Los Angeles may be the ultimate environment in which to study the dynamics of the nature/culture dialectic, possessing perhaps the largest wild/urban interface of any North American city. These photographs have been selected from my four-part, in-progress epic, “Los Angeles: Landscapes of Four Ecologies” (after Reyner Banham’s book on the architecture of Los Angeles). Briefly, the four ecologies are: 1). Rivers Run Through It; 2). The Slide Area (the Western edge); 3). Hills and Canyons, and 4). Haunted by the Desert (the Eastern edge). The emphasis is on landscapes where the collision of promise and reality is visible, and where the land and environmental forces act as active determinates in the history of the city.
Fire is a theme that runs through the project as a whole.

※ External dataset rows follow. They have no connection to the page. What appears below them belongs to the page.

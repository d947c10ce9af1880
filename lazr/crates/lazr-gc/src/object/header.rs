//! Object Header - The one-word prefix of every heap object
//!
//! Header Word Layout (8 bytes):
//! ┌───────────────────────────────────────────────┬──────────┐
//! │              misc (bits 8-63)                 │ tag (0-7)│
//! └───────────────────────────────────────────────┴──────────┘
//!
//! `misc` means something different per tag. The meaning is fixed in one
//! place, [`ObjectHeader::words`] and [`misc_use`]; nothing else in the
//! crate interprets it:
//!
//! | tag        | misc                               | words              |
//! |------------|------------------------------------|--------------------|
//! | `Forward`  | footprint of the evacuated object  | misc               |
//! | `Int`      | unused (0)                         | 2                  |
//! | `Attrs`    | unused (0)                         | 2                  |
//! | `Bindings` | capacity                           | 2 + 3 * capacity   |
//!
//! Tag 0 is not a tag, so a zeroed word never decodes as a header.

use crate::heap::Word;
use crate::value::Bindings;

/// Bits of the header holding the tag
pub const TAG_MASK: Word = 0xFF;

/// Shift of the misc field
pub const MISC_SHIFT: u32 = 8;

/// Largest value the misc field can hold
pub const MISC_MAX: Word = Word::MAX >> MISC_SHIFT;

/// Fill pattern for allocated but unwritten words
///
/// Its low byte is `0xEF`, which is not a tag: a poisoned word that is
/// mistaken for a header fails to decode instead of passing as an object.
pub const POISON: Word = 0xDEAD_BEEF_DEAD_BEEF;

/// Object type tag
#[derive(Debug, Clone, Copy, PartialEq, Eq, Hash)]
#[repr(u8)]
pub enum Tag {
    /// Evacuated by the collector; word 1 holds the new address
    Forward = 1,
    /// Boxed 64-bit integer
    Int = 2,
    /// Attribute-set value; word 1 references its `Bindings` block
    Attrs = 3,
    /// Attribute-set container with trailing record slots
    Bindings = 4,
}

impl Tag {
    /// All tags, in encoding order
    pub const ALL: [Tag; 4] = [Tag::Forward, Tag::Int, Tag::Attrs, Tag::Bindings];

    /// Decode a tag byte, `None` for anything that is not a tag
    #[inline]
    pub const fn from_bits(bits: u8) -> Option<Tag> {
        match bits {
            1 => Some(Tag::Forward),
            2 => Some(Tag::Int),
            3 => Some(Tag::Attrs),
            4 => Some(Tag::Bindings),
            _ => None,
        }
    }

    /// Encoded value
    #[inline]
    pub const fn bits(self) -> u8 {
        self as u8
    }

    /// Words occupied by objects of this tag, if independent of misc
    #[inline]
    pub const fn fixed_words(self) -> Option<usize> {
        match self {
            Tag::Int | Tag::Attrs => Some(2),
            Tag::Forward | Tag::Bindings => None,
        }
    }
}

/// What the misc field of a tag means
///
/// ```
/// use lazr_gc::object::{misc_use, Tag};
///
/// assert_eq!(misc_use(Tag::Bindings), "capacity");
/// ```
pub const fn misc_use(tag: Tag) -> &'static str {
    match tag {
        Tag::Forward => "footprint",
        Tag::Int | Tag::Attrs => "unused",
        Tag::Bindings => "capacity",
    }
}

/// A decoded header word
#[derive(Clone, Copy, PartialEq, Eq, Hash)]
pub struct ObjectHeader(Word);

impl ObjectHeader {
    /// Pack a tag and misc value
    ///
    /// # Panics
    ///
    /// Panics if `misc` does not fit in 56 bits.
    #[inline]
    pub fn new(tag: Tag, misc: Word) -> Self {
        assert!(misc <= MISC_MAX, "misc value {:#x} does not fit the header", misc);
        Self((misc << MISC_SHIFT) | tag.bits() as Word)
    }

    /// Decode a raw word, `None` if its low byte is not a tag
    #[inline]
    pub fn decode(word: Word) -> Option<Self> {
        Tag::from_bits((word & TAG_MASK) as u8).map(|_| Self(word))
    }

    /// Raw word as stored in the heap
    #[inline]
    pub const fn raw(self) -> Word {
        self.0
    }

    /// Object type
    #[inline]
    pub fn tag(self) -> Tag {
        match Tag::from_bits((self.0 & TAG_MASK) as u8) {
            Some(tag) => tag,
            None => unreachable!("ObjectHeader holds an undecodable tag"),
        }
    }

    /// Auxiliary field
    #[inline]
    pub const fn misc(self) -> Word {
        self.0 >> MISC_SHIFT
    }

    /// Number of words the object occupies, header included
    ///
    /// The only footprint computation in the crate: the allocator sizes
    /// blocks with it, the heap walk steps by it, and the collector copies
    /// exactly this many words.
    #[inline]
    pub fn words(self) -> usize {
        match self.tag() {
            Tag::Forward => self.misc() as usize,
            Tag::Int | Tag::Attrs => 2,
            Tag::Bindings => Bindings::words_for(self.misc() as u32),
        }
    }

    #[inline]
    pub fn is_forwarded(self) -> bool {
        self.tag() == Tag::Forward
    }
}

impl std::fmt::Debug for ObjectHeader {
    fn fmt(&self, f: &mut std::fmt::Formatter<'_>) -> std::fmt::Result {
        f.debug_struct("ObjectHeader")
            .field("tag", &self.tag())
            .field("misc", &self.misc())
            .finish()
    }
}
//! Relocate Module - Copying Collection
//!
//! [`Heap::collect`] is a stop-the-world Cheney collection:
//! 1. Evacuate every root into the spare semispace
//! 2. Scan to-space left to right, evacuating whatever the scanned
//!    objects reference
//! 3. Install to-space as the active space and zero the old one
//!
//! Objects are moved by their footprint alone and traced only through
//! the object scanner, so a container caught halfway through construction
//! moves intact and its unwritten slots are never followed.

pub mod copy;

pub use copy::{CopyStats, ObjectCopier};

use crate::error::Result;
use crate::heap::Heap;
use crate::logging::{log_event, GcEvent};
use crate::marker::ObjectScanStats;
use std::time::{Duration, Instant};

/// Outcome of one collection
#[derive(Debug, Clone)]
pub struct CollectStats {
    /// Cycle number, starting at 1
    pub cycle: u64,
    /// Words in use before collecting
    pub words_before: usize,
    /// Words in use after collecting
    pub words_after: usize,
    /// Copy counters
    pub copy: CopyStats,
    /// Scanner counters
    pub scan: ObjectScanStats,
    /// Wall time of the collection
    pub duration: Duration,
}

impl CollectStats {
    /// Words freed by this collection
    pub fn reclaimed_words(&self) -> usize {
        self.words_before.saturating_sub(self.words_after)
    }
}

impl Heap {
    /// Collect garbage, keeping everything reachable from the roots
    ///
    /// Every `ObjRef` not obtained through [`Heap::root`] afterwards is
    /// stale. Runs heap verification afterwards when
    /// `HeapConfig::verify_after_collect` is set and returns its error.
    pub fn collect(&mut self) -> Result<CollectStats> {
        let start = Instant::now();
        let cycle = self.cycles() + 1;
        let words_before = self.used_words();
        let verbose = self.config().verbose;

        if verbose {
            log_event(GcEvent::CycleStart {
                cycle,
                reason: "explicit".to_string(),
            });
        }

        let mut to = self.take_spare();
        let parts = self.collection_parts();
        let mut copier = ObjectCopier::new(parts.from, parts.from_starts, &mut to);
        for root in parts.roots.values_mut() {
            *root = copier.evacuate(*root);
        }
        copier.scan();
        let (top, to_starts, copy, scan) = copier.finish();

        self.install_space(to, to_starts, top);

        let stats = CollectStats {
            cycle,
            words_before,
            words_after: top,
            copy,
            scan,
            duration: start.elapsed(),
        };

        log::debug!(
            "gc cycle {}: {} objects ({} words) survived, {} words reclaimed",
            cycle,
            stats.copy.objects_copied,
            stats.copy.words_copied,
            stats.reclaimed_words()
        );

        if verbose {
            let heap = self.stats();
            log_event(GcEvent::ScanStats {
                objects_scanned: stats.scan.objects_scanned,
                references_found: stats.scan.references_found,
                unused_slots_skipped: stats.scan.unused_slots_skipped,
            });
            log_event(GcEvent::RelocateStats {
                relocated_count: stats.copy.objects_copied,
                words_moved: stats.copy.words_copied,
            });
            log_event(GcEvent::HeapStats {
                used_words: heap.used_words,
                total_words: heap.total_words,
                utilization: heap.utilization(),
            });
            log_event(GcEvent::CycleEnd {
                cycle,
                duration_ms: stats.duration.as_secs_f64() * 1000.0,
                reclaimed_words: stats.reclaimed_words(),
            });
        }

        if self.config().verify_after_collect {
            self.verify()?;
        }

        Ok(stats)
    }
}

The Los Angles area has always burned. Fire is an integral part of the ecology of southern California. In recent years, however, the fires have increased in both frequency and intensity. The La Tuna fire, in 2017, was considered to be the largest in the history of the city. Each year is hotter and drier than the previous one, and the “Fire Season” is extended to encompass much of the year. Climate change, decades of fire suppression, and general human carelessness all contribute to the recurring conflagrations.
I would like for these photographs to function as both document and metaphor. As Robert Adams has said, “You want ghosts, and the daily news and prophecy”.